Filter the records below, keeping only lines with the string "eslintrc".

(Records excerpted from a collection)
-----

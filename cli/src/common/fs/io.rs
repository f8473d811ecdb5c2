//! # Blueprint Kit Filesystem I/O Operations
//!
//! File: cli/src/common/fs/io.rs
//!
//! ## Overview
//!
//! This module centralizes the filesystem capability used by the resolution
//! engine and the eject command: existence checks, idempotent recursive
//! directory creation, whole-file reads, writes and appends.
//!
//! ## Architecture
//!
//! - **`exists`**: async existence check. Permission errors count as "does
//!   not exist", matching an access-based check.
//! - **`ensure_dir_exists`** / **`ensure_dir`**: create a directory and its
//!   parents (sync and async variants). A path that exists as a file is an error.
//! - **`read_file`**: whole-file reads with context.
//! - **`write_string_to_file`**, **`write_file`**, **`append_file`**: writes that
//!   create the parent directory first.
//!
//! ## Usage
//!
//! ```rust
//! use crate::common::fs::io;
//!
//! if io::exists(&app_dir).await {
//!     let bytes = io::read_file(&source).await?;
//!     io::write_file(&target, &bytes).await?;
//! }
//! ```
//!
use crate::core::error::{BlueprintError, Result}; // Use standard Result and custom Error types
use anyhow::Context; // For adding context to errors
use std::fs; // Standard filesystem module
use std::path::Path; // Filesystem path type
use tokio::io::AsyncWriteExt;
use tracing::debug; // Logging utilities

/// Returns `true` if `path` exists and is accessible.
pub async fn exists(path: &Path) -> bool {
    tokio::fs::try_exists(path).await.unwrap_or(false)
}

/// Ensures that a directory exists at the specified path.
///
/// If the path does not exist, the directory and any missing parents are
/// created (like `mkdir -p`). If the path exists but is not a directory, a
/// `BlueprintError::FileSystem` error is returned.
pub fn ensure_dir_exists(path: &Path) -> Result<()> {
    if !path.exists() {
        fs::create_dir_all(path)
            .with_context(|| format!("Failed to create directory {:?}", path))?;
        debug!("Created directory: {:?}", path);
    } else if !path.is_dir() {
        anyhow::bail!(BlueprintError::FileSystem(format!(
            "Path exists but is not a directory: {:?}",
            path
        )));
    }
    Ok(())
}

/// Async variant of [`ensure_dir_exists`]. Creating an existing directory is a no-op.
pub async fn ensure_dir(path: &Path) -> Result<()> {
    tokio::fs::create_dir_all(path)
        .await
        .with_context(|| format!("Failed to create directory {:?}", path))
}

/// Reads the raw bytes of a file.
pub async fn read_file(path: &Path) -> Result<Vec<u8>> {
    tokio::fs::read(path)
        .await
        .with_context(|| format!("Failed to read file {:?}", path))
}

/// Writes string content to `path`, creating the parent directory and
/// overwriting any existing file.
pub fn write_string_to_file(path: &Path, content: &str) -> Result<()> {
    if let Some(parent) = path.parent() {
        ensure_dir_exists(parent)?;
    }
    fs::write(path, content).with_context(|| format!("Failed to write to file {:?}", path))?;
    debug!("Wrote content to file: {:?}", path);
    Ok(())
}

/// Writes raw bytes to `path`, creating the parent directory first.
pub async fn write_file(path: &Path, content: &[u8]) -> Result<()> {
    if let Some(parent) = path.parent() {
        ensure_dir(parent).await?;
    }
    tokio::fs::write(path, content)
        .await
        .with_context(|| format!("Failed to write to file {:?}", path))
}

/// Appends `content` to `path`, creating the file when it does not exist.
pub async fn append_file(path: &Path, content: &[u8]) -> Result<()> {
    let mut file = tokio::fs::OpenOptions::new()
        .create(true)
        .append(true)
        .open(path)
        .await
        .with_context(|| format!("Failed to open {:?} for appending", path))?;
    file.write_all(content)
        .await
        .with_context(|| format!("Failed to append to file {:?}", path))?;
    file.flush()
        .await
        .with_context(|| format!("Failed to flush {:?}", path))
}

-----

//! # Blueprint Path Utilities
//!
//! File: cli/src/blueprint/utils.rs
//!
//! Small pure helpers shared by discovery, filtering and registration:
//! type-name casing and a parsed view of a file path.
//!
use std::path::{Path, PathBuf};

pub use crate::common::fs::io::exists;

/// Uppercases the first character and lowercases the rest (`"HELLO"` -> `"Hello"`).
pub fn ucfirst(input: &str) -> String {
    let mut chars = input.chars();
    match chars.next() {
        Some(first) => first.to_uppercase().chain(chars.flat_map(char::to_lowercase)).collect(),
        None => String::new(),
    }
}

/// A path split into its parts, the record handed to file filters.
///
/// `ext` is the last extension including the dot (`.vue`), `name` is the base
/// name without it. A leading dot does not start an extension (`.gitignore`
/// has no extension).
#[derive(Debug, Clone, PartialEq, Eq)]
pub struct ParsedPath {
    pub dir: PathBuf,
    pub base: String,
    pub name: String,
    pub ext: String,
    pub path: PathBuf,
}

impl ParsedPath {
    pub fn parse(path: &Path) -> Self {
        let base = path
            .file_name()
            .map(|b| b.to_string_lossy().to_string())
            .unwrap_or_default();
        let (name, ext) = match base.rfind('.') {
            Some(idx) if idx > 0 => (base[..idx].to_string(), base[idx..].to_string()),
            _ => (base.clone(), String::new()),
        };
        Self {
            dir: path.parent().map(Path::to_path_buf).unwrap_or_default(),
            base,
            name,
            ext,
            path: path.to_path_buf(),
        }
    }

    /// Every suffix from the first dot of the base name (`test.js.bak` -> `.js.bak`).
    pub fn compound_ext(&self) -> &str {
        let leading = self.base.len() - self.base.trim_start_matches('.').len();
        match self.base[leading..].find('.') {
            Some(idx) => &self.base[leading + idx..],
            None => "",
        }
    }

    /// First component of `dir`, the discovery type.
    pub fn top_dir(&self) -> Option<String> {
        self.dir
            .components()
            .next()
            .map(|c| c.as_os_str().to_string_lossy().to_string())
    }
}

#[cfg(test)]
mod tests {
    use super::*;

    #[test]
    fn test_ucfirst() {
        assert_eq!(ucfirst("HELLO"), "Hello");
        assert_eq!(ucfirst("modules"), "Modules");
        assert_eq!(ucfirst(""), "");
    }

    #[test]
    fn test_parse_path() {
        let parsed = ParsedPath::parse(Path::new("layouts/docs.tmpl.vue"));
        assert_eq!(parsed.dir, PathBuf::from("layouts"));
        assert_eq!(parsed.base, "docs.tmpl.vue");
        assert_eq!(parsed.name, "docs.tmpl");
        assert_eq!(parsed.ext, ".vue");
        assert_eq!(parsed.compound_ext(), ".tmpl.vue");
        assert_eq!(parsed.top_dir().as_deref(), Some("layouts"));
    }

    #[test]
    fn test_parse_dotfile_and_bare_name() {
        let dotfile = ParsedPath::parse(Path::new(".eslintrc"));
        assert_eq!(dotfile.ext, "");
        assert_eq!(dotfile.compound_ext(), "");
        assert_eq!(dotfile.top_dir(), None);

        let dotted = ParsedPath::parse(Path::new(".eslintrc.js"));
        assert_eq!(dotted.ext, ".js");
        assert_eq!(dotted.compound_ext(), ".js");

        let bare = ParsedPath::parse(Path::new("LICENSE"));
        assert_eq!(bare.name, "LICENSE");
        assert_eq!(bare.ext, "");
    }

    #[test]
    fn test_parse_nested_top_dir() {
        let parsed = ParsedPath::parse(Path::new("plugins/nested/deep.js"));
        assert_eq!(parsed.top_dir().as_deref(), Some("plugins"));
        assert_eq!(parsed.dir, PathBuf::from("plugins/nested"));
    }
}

-----

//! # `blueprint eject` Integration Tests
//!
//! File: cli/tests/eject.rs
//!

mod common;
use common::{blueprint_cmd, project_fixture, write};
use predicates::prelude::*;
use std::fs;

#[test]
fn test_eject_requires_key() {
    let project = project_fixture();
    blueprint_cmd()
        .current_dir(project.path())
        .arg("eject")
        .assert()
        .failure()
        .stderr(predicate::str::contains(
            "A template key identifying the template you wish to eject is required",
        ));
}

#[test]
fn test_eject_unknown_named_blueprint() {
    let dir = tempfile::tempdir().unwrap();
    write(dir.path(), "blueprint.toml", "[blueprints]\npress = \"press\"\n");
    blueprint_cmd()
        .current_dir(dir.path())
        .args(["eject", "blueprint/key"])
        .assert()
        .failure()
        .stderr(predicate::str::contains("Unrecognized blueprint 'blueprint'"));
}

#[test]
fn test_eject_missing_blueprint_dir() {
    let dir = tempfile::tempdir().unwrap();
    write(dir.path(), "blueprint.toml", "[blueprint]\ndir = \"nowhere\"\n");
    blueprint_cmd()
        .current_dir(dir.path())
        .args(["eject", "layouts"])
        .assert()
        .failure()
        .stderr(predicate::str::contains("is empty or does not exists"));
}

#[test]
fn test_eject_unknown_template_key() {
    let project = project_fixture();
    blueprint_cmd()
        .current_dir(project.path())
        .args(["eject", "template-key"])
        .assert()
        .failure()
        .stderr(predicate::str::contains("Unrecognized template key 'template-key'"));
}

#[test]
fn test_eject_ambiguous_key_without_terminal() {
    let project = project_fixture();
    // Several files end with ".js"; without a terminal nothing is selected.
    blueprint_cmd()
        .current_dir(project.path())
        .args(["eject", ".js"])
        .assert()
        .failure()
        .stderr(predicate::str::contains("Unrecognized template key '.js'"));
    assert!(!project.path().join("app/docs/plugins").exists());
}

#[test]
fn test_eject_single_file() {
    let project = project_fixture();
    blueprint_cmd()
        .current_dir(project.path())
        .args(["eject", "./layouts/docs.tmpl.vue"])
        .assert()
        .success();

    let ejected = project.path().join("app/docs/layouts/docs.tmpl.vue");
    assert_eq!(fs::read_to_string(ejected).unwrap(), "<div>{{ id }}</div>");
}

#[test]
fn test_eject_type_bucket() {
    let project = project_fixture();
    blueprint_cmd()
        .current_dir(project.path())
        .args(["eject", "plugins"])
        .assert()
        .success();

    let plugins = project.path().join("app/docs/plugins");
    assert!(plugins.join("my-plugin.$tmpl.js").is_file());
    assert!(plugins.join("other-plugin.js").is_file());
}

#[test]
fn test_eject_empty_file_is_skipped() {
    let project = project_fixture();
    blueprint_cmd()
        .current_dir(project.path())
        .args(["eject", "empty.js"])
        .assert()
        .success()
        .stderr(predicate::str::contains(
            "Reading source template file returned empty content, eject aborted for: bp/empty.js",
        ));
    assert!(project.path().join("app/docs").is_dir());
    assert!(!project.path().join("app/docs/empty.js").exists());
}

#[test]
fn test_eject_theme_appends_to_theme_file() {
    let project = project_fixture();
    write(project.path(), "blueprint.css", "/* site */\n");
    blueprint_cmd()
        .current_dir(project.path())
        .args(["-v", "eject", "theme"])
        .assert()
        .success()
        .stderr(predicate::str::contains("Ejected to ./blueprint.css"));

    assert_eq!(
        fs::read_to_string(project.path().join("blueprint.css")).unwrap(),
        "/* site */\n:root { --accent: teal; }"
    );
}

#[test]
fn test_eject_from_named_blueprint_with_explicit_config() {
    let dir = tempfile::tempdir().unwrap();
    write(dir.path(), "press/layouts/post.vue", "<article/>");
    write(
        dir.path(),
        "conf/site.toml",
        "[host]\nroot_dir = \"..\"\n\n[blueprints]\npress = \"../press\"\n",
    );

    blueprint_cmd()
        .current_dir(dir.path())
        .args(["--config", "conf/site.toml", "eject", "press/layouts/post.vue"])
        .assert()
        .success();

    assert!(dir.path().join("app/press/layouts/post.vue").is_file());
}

-----

## Expected answer
        let dotfile = ParsedPath::parse(Path::new(".eslintrc"));
        let dotted = ParsedPath::parse(Path::new(".eslintrc.js"));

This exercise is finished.